Atlas Venture Reorganizes, Fred Destin Heads To U.S.

One year ago next week, I wrote about how Atlas Venture had slimmed its personnel roster after a disappointing fund-raising drive.

Now, the firm is making additional changes. Atlas has opted to consolidate its deal-making and operational activities within its Waltham, Mass. office (which could soon relocate closer to, or within, Boston). That means no more deals coming out of London, even though Atlas will maintain a few staffers on the ground there for portfolio management and investor relations purposes.

London-based partner Fred Destin will relocate to the U.S. (he’s already bought a house in Brookline), while fellow London-based partners Graham O’Keefe and Regina Hodits will become venture partners (i.e., continue to work with their existing portfolio companies).

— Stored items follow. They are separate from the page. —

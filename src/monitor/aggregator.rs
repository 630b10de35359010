use anyhow::{Context, Result};
use chrono::{DateTime, Utc};
use std::time::Duration;
use tracing::{debug, error, info};

use super::window_start;
use crate::alerts::{AlertRaiser, AlertTypes};
use crate::signal::ShutdownToken;
use crate::store::Records;

/// Periodic count of INFO events mentioning DENY or DROP.
pub struct DenyAggregator {
    records: Records,
    raiser: AlertRaiser,
    threshold: usize,
    window_secs: u64,
    interval: Duration,
}

impl DenyAggregator {
    pub fn new(
        records: Records,
        raiser: AlertRaiser,
        threshold: usize,
        window_secs: u64,
        interval: Duration,
    ) -> Self {
        Self {
            records,
            raiser,
            threshold,
            window_secs,
            interval,
        }
    }

    /// One aggregation pass; returns the count when an alert was raised.
    pub async fn evaluate(&self, now: DateTime<Utc>) -> Result<Option<usize>> {
        let count = self
            .records
            .count_deny_events_since(window_start(now, self.window_secs))
            .await
            .context("Failed to count deny events")?;
        debug!("{} deny events in the last {}s", count, self.window_secs);

        if count > self.threshold {
            self.raiser
                .raise(AlertTypes::deny_surge(count, self.window_secs))
                .await?;
            return Ok(Some(count));
        }
        Ok(None)
    }

    pub async fn run(self, shutdown: ShutdownToken) {
        info!("Deny-event aggregator started (every {:?})", self.interval);
        loop {
            if let Err(e) = self.evaluate(Utc::now()).await {
                error!("Deny-event aggregator: {:#}", e);
            }
            tokio::select! {
                _ = shutdown.cancelled() => break,
                _ = tokio::time::sleep(self.interval) => {}
            }
        }
        info!("Deny-event aggregator stopped");
    }
}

Chris Spray will continue to serve as a partner focused on LP relations and portfolio management, but is not expected to make new deals nor stay on when Atlas eventually raises its next fund. There also are a few junior/backend layoffs in London, while Waltham-based venture partner Jeff Andrews is leaving to become head of strategy for an Atlas portfolio company.

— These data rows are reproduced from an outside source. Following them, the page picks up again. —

//! CLI command implementations.

pub mod alerts;
pub mod config;
pub mod daemon;
pub mod group;
pub mod nat;
pub mod route;
pub mod rule;

use anyhow::Result;
use std::path::Path;
use std::sync::Arc;

use crate::cmd_abstraction::RecordingExecutor;
use crate::config::Config;
use crate::context::ControlContext;
use crate::store::MemoryStore;

/// Load the configuration and wire the production context.
pub(crate) fn open_context(config_path: &Path) -> Result<ControlContext> {
    let config = Config::load_or_default(config_path)?;
    ControlContext::open(config)
}

/// Context that records host commands instead of running them and keeps
/// records in memory.
pub(crate) fn dry_run_context(config: Config) -> (ControlContext, Arc<RecordingExecutor>) {
    let executor = Arc::new(RecordingExecutor::new());
    let ctx = ControlContext::new(config, Arc::new(MemoryStore::new()), executor.clone());
    (ctx, executor)
}

/// Print a recorded command plan.
pub(crate) fn print_plan(executor: &RecordingExecutor) {
    let calls = executor.calls();
    if calls.is_empty() {
        println!("  (no host commands)");
    }
    for (i, inv) in calls.iter().enumerate() {
        println!("  {}. {}", i + 1, inv);
    }
}

/// Render an optional value for table output.
pub(crate) fn or_dash(value: Option<&str>) -> &str {
    match value {
        Some(v) if !v.is_empty() => v,
        _ => "-",
    }
}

I had lunch yesterday with Atlas partner Jeff Fagnan, to understand what all of this means. He said that the consolidation decision is not an abandonment of the European venture market, but rather a recognition that the firm works better when its principals are all sitting around the same table. He noted that Atlas used to also have offices in Paris and Munich, and that it created a bloated and confusing process. “You’d show up, and there’d be this huge table with three video screens,” he said, before emphasizing that Atlas will continue to make new European deals.

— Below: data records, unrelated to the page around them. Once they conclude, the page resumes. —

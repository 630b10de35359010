//! Daemon command: run the background loops until SIGINT/SIGTERM.

use anyhow::Result;
use std::path::Path;
use tracing::info;

use super::open_context;
use crate::daemon::Supervisor;
use crate::driver::check_root;
use crate::lock::LockGuard;
use crate::signal::{ShutdownGuard, ShutdownToken};

pub async fn run(config_path: &Path) -> Result<()> {
    check_root()?;

    // One daemon per host
    let _lock = LockGuard::acquire()?;

    let ctx = open_context(config_path)?;
    info!("netwarden daemon starting on {}", ctx.platform);

    let token = ShutdownToken::new();
    let _signals = ShutdownGuard::new(token.clone());

    let supervisor = Supervisor::start(&ctx, token.clone())?;
    token.cancelled().await;

    info!("Shutdown requested, stopping background tasks");
    supervisor.shutdown().await;
    Ok(())
}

Fagnan also emphasized that these moves are not being driven by overhead concerns. I tend to believe him on this, given that Atlas has retained a search firm to find it a new IT-focused partner.

Stepping back for a moment, Atlas is simply the latest in a long line of venture firms to step back from on-the-ground operations in Europe. When I began doing this job (or something like it) around ten years ago, it seemed every U.S.-based shop was opening a London office. Now I can only think of a very small handful (Accel Partners comes to mind), although plenty still make investments there.